Organisation des Nations Unies

Le 11 juillet, l'armée serbe s'empare de Srebrenica. Environ 20000 civils bosniaques viennent aussitôt se réfugier dans le camp des casques bleus.

L'armée serbe entre à son tour dans le camp des soldats de l'ONU et, en bus, évacuent les femmes et les enfants bosniaques vers Tuzla (en territoire bosniaque). Les hommes de 15 à 95 ans, combattants ou pas, sont tous regroupés en dehors du camp...

Les casques bleus, qui n'ont pas reçu de mandat pour s'y opposer, laissent faire. Les serbes embarquent alors leurs prisonniers.

Quelques semaines plus tard, David Rohde, journaliste américain, retrouve ces bosniaques : ils ont tous été massacrés et gisent à même le sol. Si la plupart porte l'uniforme de l'armée bosniaque, tous ont les mains liées dans le dos avec les lacets de leurs propres chaussures.
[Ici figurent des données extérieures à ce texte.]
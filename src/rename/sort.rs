//! Ordering the gathered, filtered file set before renaming (spec.md §4.F).

use std::cmp::Ordering;

use once_cell::sync::Lazy;
use regex::Regex;

static NUMERIC_KEY: Lazy<Regex> = Lazy::new(|| Regex::new(r"^-?\d+$").unwrap());

/// Compares two sort keys: both numeric-looking (`^-?\d+$`) keys compare as
/// `i64`, otherwise the comparison falls back to plain string order.
pub fn compare_keys(a: &str, b: &str) -> Ordering {
    match (NUMERIC_KEY.is_match(a), NUMERIC_KEY.is_match(b)) {
        (true, true) => {
            let a: i64 = a.parse().expect("validated by NUMERIC_KEY");
            let b: i64 = b.parse().expect("validated by NUMERIC_KEY");
            a.cmp(&b)
        },
        _ => a.cmp(b),
    }
}

/// Sorts `items` by the string `key_fn` produces for each, stably, then
/// reverses the whole ordering if `invert` is set.
pub fn sort_by_key<T>(items: &mut [T], mut key_fn: impl FnMut(&T) -> String, invert: bool) {
    items.sort_by(|a, b| compare_keys(&key_fn(a), &key_fn(b)));
    if invert {
        items.reverse();
    }
}

#[cfg(test)]
mod tests {
    use super::*;

    #[test]
    fn numeric_keys_compare_as_integers() {
        let mut items = vec!["10", "2", "1"];
        sort_by_key(&mut items, |s| s.to_string(), false);
        assert_eq!(items, vec!["1", "2", "10"]);
    }

    #[test]
    fn non_numeric_keys_compare_as_strings() {
        let mut items = vec!["banana", "apple", "cherry"];
        sort_by_key(&mut items, |s| s.to_string(), false);
        assert_eq!(items, vec!["apple", "banana", "cherry"]);
    }

    #[test]
    fn invert_reverses_final_order() {
        let mut items = vec!["1", "2", "3"];
        sort_by_key(&mut items, |s| s.to_string(), true);
        assert_eq!(items, vec!["3", "2", "1"]);
    }

    #[test]
    fn negative_numbers_compare_numerically() {
        assert_eq!(compare_keys("-5", "3"), Ordering::Less);
        assert_eq!(compare_keys("-5", "-10"), Ordering::Greater);
    }
}
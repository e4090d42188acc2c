//! The bound pattern tree produced by the binder (spec.md §3, §4.B).

use crate::template::tag::Tag;

/// A single element of a bound pattern: literal text, or a ready-to-invoke
/// tag instance plus its optional (already-bound) context subtree
#[derive(Debug)]
pub enum BoundElement {
    RawText(String),
    TagInstance {
        tag: Box<dyn Tag>,
        context: Option<BoundPattern>,
    },
}

/// An ordered sequence of bound pattern elements, ready for evaluation
#[derive(Debug, Default)]
pub struct BoundPattern(pub Vec<BoundElement>);

impl BoundPattern {
    pub fn new(elements: Vec<BoundElement>) -> Self {
        Self(elements)
    }
}
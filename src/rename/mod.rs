//! Filtering, sorting, and applying renames to a gathered file set
//! (spec.md §4.F, §4.G).

pub mod filter;
pub mod renamer;
pub mod sort;

pub use filter::{Filter, FilterError};
pub use renamer::{DryRunRenamer, FileMover, FileRenamer, RenameError, Renamer};
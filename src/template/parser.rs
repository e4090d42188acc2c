//! Parses template source text into an unbound [`Pattern`] (spec.md §4.A).
//!
//! Built with `nom`, in the spirit of the teacher's
//! `registry/querier/parser.rs`: small composable combinators built
//! bottom-up from literals to the top-level `pattern` parser. Unlike the
//! teacher's query grammar (which tracks byte ranges via
//! `nom_locate::LocatedSpan` for rich `annotate-snippets` diagnostics),
//! this grammar only needs a line/column pair for [`TemplateSyntaxError`],
//! so position is recovered from pointer arithmetic against the original
//! input rather than pulling in `nom_locate`.

use indexmap::IndexMap;
use nom::{
    branch::alt,
    bytes::complete::tag,
    character::complete::{char, digit1, none_of, one_of, satisfy},
    combinator::{map, map_res, opt, recognize, value},
    error::ErrorKind,
    multi::{many0, many1, separated_list0},
    sequence::tuple,
    IResult,
};

use crate::template::ast::{Literal, Pattern, PatternElement, TagCall};
use crate::template::error::TemplateSyntaxError;

/// Custom `nom` error carrying an optional human-readable message, used in
/// place of the stock `nom::error::Error` so that the parser can report
/// specific failures (unclosed string, missing `(`, ...) instead of a bare
/// `ErrorKind`.
#[derive(Debug, Clone)]
struct PErr<'a> {
    input: &'a str,
    message: Option<String>,
}

impl<'a> PErr<'a> {
    fn msg(input: &'a str, message: impl Into<String>) -> Self {
        Self {
            input,
            message: Some(message.into()),
        }
    }
}

impl<'a> nom::error::ParseError<&'a str> for PErr<'a> {
    fn from_error_kind(input: &'a str, _kind: ErrorKind) -> Self {
        Self { input, message: None }
    }

    fn append(_input: &'a str, _kind: ErrorKind, other: Self) -> Self {
        other
    }
}

type PResult<'a, T> = IResult<&'a str, T, PErr<'a>>;

/// An argument before positional/keyword validation has run
enum Argument {
    Positional(Literal),
    Keyword(String, Literal),
}

/// Parse `input` into a [`Pattern`], failing on the first malformed
/// construct encountered.
pub fn parse(input: &str) -> Result<Pattern, TemplateSyntaxError> {
    match pattern(input) {
        Ok((rest, pat)) if rest.is_empty() => Ok(pat),
        Ok((rest, _)) => {
            let message = match rest.chars().next() {
                Some('%') => "unknown escape or malformed tag (use '%%' for a literal '%')".to_string(),
                Some('{') => "unexpected '{' (context braces must follow a tag)".to_string(),
                Some('}') => "unmatched '}'".to_string(),
                Some(c) => format!("unexpected character '{}'", c),
                None => "unexpected end of template".to_string(),
            };
            Err(error_at(input, rest, message))
        },
        Err(nom::Err::Error(e)) | Err(nom::Err::Failure(e)) => {
            let message = e.message.unwrap_or_else(|| "malformed template".to_string());
            Err(error_at(input, e.input, message))
        },
        Err(nom::Err::Incomplete(_)) => Err(error_at_offset(input, input.len(), "unexpected end of template")),
    }
}

/// Compute a `TemplateSyntaxError` at the position of `sub`, which must be
/// a sub-slice of `original` (true for every error produced while parsing,
/// since no owned strings are substituted for input along the way).
fn error_at(original: &str, sub: &str, message: impl Into<String>) -> TemplateSyntaxError {
    let offset = sub.as_ptr() as usize - original.as_ptr() as usize;
    error_at_offset(original, offset, message)
}

fn error_at_offset(original: &str, offset: usize, message: impl Into<String>) -> TemplateSyntaxError {
    let mut line = 1;
    let mut column = 1;
    for (i, ch) in original.char_indices() {
        if i >= offset {
            break;
        }
        if ch == '\n' {
            line += 1;
            column = 1;
        } else {
            column += 1;
        }
    }
    TemplateSyntaxError::new(line, column, message)
}

// ============================= Lexical rules =============================

fn ws0(input: &str) -> PResult<()> {
    value((), many0(one_of(" \t\r\n")))(input)
}

/// `[A-Za-z][A-Za-z0-9_]*`
fn ident(input: &str) -> PResult<String> {
    map(
        recognize(tuple((
            satisfy(|c| c.is_ascii_alphabetic()),
            many0(satisfy(|c| c.is_ascii_alphanumeric() || c == '_')),
        ))),
        str::to_string,
    )(input)
}

/// `"-"? [0-9]+`
fn integer(input: &str) -> PResult<Literal> {
    map_res(recognize(tuple((opt(char('-')), digit1))), |s: &str| {
        s.parse::<i64>().map(Literal::Int)
    })(input)
}

fn boolean(input: &str) -> PResult<Literal> {
    alt((
        value(Literal::Bool(true), tag("true")),
        value(Literal::Bool(false), tag("false")),
    ))(input)
}

/// `"'" ( any_char - "'" | "\'" )* "'"`, handled as a manual escape fold
/// (the same idiom as the teacher's `transform_escaped_non_expanded`).
fn quoted_string(input: &str) -> PResult<String> {
    let (mut rest, _) = char('\'')(input)?;
    let start = rest;
    let mut out = String::new();
    loop {
        match rest.chars().next() {
            None => return Err(nom::Err::Failure(PErr::msg(start, "unterminated string literal, missing closing \"'\""))),
            Some('\'') => {
                rest = &rest[1..];
                return Ok((rest, out));
            },
            Some('\\') => {
                let after = &rest[1..];
                match after.chars().next() {
                    Some('\'') => {
                        out.push('\'');
                        rest = &after[1..];
                    },
                    Some(other) => {
                        out.push('\\');
                        out.push(other);
                        rest = &after[other.len_utf8()..];
                    },
                    None => return Err(nom::Err::Failure(PErr::msg(start, "unterminated string literal, missing closing \"'\""))),
                }
            },
            Some(c) => {
                out.push(c);
                rest = &rest[c.len_utf8()..];
            },
        }
    }
}

fn literal_value(input: &str) -> PResult<Literal> {
    alt((map(quoted_string, Literal::Str), boolean, integer))(input)
}

// ============================== Arguments ==============================

fn kwarg(input: &str) -> PResult<(String, Literal)> {
    let (rest, name) = ident(input)?;
    let (rest, _) = ws0(rest)?;
    let (rest, _) = char('=')(rest)?;
    let (rest, _) = ws0(rest)?;
    let (rest, value) = literal_value(rest)?;
    Ok((rest, (name, value)))
}

fn argument(input: &str) -> PResult<Argument> {
    alt((
        map(kwarg, |(name, value)| Argument::Keyword(name, value)),
        map(literal_value, Argument::Positional),
    ))(input)
}

fn arglist(input: &str) -> PResult<Vec<Argument>> {
    separated_list0(tuple((ws0, char(','), ws0)), argument)(input)
}

/// Split a raw argument list into positional/keyword buckets, rejecting a
/// positional argument after a keyword one and duplicate keyword names.
fn split_args(args: Vec<Argument>) -> Result<(Vec<Literal>, IndexMap<String, Literal>), String> {
    let mut positional = Vec::new();
    let mut keyword = IndexMap::new();
    let mut seen_keyword = false;
    for arg in args {
        match arg {
            Argument::Positional(value) => {
                if seen_keyword {
                    return Err("positional argument cannot follow a keyword argument".to_string());
                }
                positional.push(value);
            },
            Argument::Keyword(name, value) => {
                seen_keyword = true;
                if keyword.contains_key(&name) {
                    return Err(format!("duplicate keyword argument `{}`", name));
                }
                keyword.insert(name, value);
            },
        }
    }
    Ok((positional, keyword))
}

// ================================ Tags ==================================

fn category_and_name(input: &str) -> PResult<(Option<String>, String)> {
    let (rest, first) = ident(input)?;
    if let Ok((rest2, _)) = char::<&str, PErr>('.')(rest) {
        match ident(rest2) {
            Ok((rest3, second)) => Ok((rest3, (Some(first), second))),
            Err(_) => Err(nom::Err::Failure(PErr::msg(
                rest2,
                "expected a tag name after the category prefix",
            ))),
        }
    } else {
        Ok((rest, (None, first)))
    }
}

fn tag_call(input: &str) -> PResult<TagCall> {
    let (rest, _) = char('%')(input)?;
    let (rest, (category, name)) = category_and_name(rest)
        .map_err(|_| nom::Err::Failure(PErr::msg(rest, "expected a tag name after '%'")))?;

    let (rest, _) = char::<&str, PErr>('(')(rest)
        .map_err(|_| nom::Err::Failure(PErr::msg(rest, format!("expected '(' after tag name `{}`", name))))?;
    let (rest, _) = ws0(rest)?;
    let (rest, raw_args) = arglist(rest)?;
    let (rest, _) = ws0(rest)?;
    let (rest, _) = char::<&str, PErr>(')')(rest)
        .map_err(|_| nom::Err::Failure(PErr::msg(rest, format!("unterminated call to tag `{}`, missing ')'", name))))?;

    let (args, kwargs) =
        split_args(raw_args).map_err(|message| nom::Err::Failure(PErr::msg(rest, message)))?;

    let (rest, context) = if let Ok((rest2, _)) = char::<&str, PErr>('{')(rest) {
        let (rest3, inner) = pattern(rest2)?;
        match char::<&str, PErr>('}')(rest3) {
            Ok((rest4, _)) => (rest4, Some(inner)),
            Err(_) => {
                return Err(nom::Err::Failure(PErr::msg(rest3, "unclosed context, missing '}'")))
            },
        }
    } else {
        (rest, None)
    };

    Ok((
        rest,
        TagCall {
            category,
            name,
            args,
            kwargs,
            context,
        },
    ))
}

// ============================= Raw text =================================

/// One literal raw-text character, including the `%%`, `{{`, `}}` escapes.
fn raw_char(input: &str) -> PResult<char> {
    alt((
        value('%', tag("%%")),
        value('{', tag("{{")),
        value('}', tag("}}")),
        none_of("%{}"),
    ))(input)
}

fn raw_text(input: &str) -> PResult<String> {
    map(many1(raw_char), |chars| chars.into_iter().collect())(input)
}

fn element(input: &str) -> PResult<PatternElement> {
    alt((
        map(tag_call, PatternElement::TagPlaceholder),
        map(raw_text, PatternElement::RawText),
    ))(input)
}

fn pattern(input: &str) -> PResult<Pattern> {
    map(many0(element), Pattern::new)(input)
}
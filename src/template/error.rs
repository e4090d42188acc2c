//! Error types for the template language, following the teacher's
//! one-`thiserror`-enum-per-module idiom (see `filesystem::Error`).

use std::path::PathBuf;
use thiserror::Error;

/// Raised by the parser on malformed template source
#[derive(Debug, Clone, Error, PartialEq)]
#[error("{line}:{column}: {message}")]
pub struct TemplateSyntaxError {
    pub line: usize,
    pub column: usize,
    pub message: String,
}

impl TemplateSyntaxError {
    pub fn new(line: usize, column: usize, message: impl Into<String>) -> Self {
        Self {
            line,
            column,
            message: message.into(),
        }
    }
}

/// Raised while resolving tag names and configuring tag instances
#[derive(Debug, Error)]
pub enum BindError {
    #[error("unknown tag `{name}`")]
    UnknownTag { name: String },

    #[error("ambiguous tag `{name}`, candidates: {}", candidates.join(", "))]
    AmbiguousTag { name: String, candidates: Vec<String> },

    #[error("configuration error for tag `{tag_name}`: {cause}")]
    Configuration { tag_name: String, cause: String },

    #[error("tag `{tag_name}` requires a context but none was given")]
    ContextMissing { tag_name: String },

    #[error("tag `{tag_name}` does not accept a context")]
    ContextForbidden { tag_name: String },
}

/// Raised while registering a tag or category
#[derive(Debug, Error)]
pub enum RegistrationError {
    #[error("invalid tag name: `{0}`")]
    InvalidTagName(String),

    #[error("tag `{0}` already registered in category `{1}`")]
    DuplicateTag(String, String),

    #[error("category `{0}` already registered")]
    DuplicateCategory(String),

    #[error("cannot deduce a tag name from class `{0}`")]
    UnderivableName(String),
}

/// Raised by a tag's `process` method during evaluation
#[derive(Debug, Error)]
#[error("tag `{tag_name}` failed while processing `{}`: {cause}", file.display())]
pub struct TagEvaluationError {
    pub tag_name: String,
    pub file: PathBuf,
    pub cause: String,
}
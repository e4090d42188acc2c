//! Command-line argument definitions, following the teacher's `opt.rs`
//! idiom: a single `clap` derive struct, `crate_version!()`, a colorized
//! `override_usage`/`after_help` built from `consts.rs` statics.

use std::path::PathBuf;
use std::str::FromStr;

use clap::{crate_version, Parser};

use crate::consts::{AFTER_HELP, APP_ABOUT, APP_NAME, OVERRIDE_HELP};

#[derive(Debug, Clone, Copy, PartialEq, Eq)]
pub enum FilterType {
    Glob,
    Regex,
    Template,
}

impl FromStr for FilterType {
    type Err = String;

    fn from_str(s: &str) -> Result<Self, Self::Err> {
        match s.to_ascii_lowercase().as_str() {
            "glob" => Ok(FilterType::Glob),
            "regex" => Ok(FilterType::Regex),
            "template" => Ok(FilterType::Template),
            other => Err(format!("invalid filter type `{}` (expected glob, regex, or template)", other)),
        }
    }
}

/// Batch-rename files driven by an embedded template language
#[derive(Parser, Debug)]
#[clap(
    name = APP_NAME,
    version = crate_version!(),
    about = APP_ABOUT.as_str(),
    override_usage = OVERRIDE_HELP.as_str(),
    after_help = AFTER_HELP.as_str()
)]
pub struct Opts {
    /// Template used to generate the new name/path of each matched file.
    /// Required unless --list-tags is given.
    #[clap(value_name = "TEMPLATE")]
    pub template: Option<String>,

    /// Directory to search for files to rename. Required unless
    /// --list-tags is given.
    #[clap(value_name = "INPUT_DIR")]
    pub input_dir: Option<PathBuf>,

    /// List every available tag, grouped by category, and exit
    #[clap(short = 'l', long = "list-tags")]
    pub list_tags: bool,

    /// Increase verbosity; repeatable (-v, -vv, -vvv)
    #[clap(short = 'v', long = "verbose", parse(from_occurrences))]
    pub verbose: u8,

    /// Show what would be renamed without touching the filesystem
    #[clap(short = 'd', long = "dry-run")]
    pub dry_run: bool,

    /// Template output renames the file in place (default)
    #[clap(short = 'n', long = "name", conflicts_with = "path")]
    pub name: bool,

    /// Template output is treated as a path relative to the input
    /// directory; missing intermediate directories are created
    #[clap(short = 'p', long = "path")]
    pub path: bool,

    /// Recurse into subdirectories of the input directory
    #[clap(short = 'R', long = "recursive")]
    pub recursive: bool,

    /// Include hidden files (and, recursively, hidden directories)
    #[clap(short = 'H', long = "hidden")]
    pub hidden: bool,

    /// Only rename files matching this filter
    #[clap(short = 'f', long = "filter", value_name = "PATTERN")]
    pub filter: Option<String>,

    /// How to interpret --filter: glob (default), regex, or template
    #[clap(long = "filter-type", alias = "ft", value_name = "TYPE", default_value = "glob")]
    pub filter_type: FilterType,

    /// Invert the --filter match
    #[clap(long = "filter-invert", alias = "fi")]
    pub filter_invert: bool,

    /// Sort files by the output of this template before renaming
    #[clap(short = 's', long = "sort", value_name = "TEMPLATE")]
    pub sort: Option<String>,

    /// Reverse the --sort ordering
    #[clap(long = "sort-invert", alias = "si")]
    pub sort_invert: bool,

    /// Overwrite an existing destination instead of failing
    #[clap(long = "overwrite")]
    pub overwrite: bool,
}

impl Opts {
    pub fn get_args() -> Self {
        Opts::parse()
    }
}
Rohde prend aussitôt de nombreuses photos.  Une force militaire internationale intervient ensuite contre les serbes de Bosnie et les force à signer un traité de paix à Dayton. Une enquête internationale est ouverte en 1996 mais il faudra attendre plusieurs années avant que la Cour Internationale de Justice qualifie ce massacre de génocide.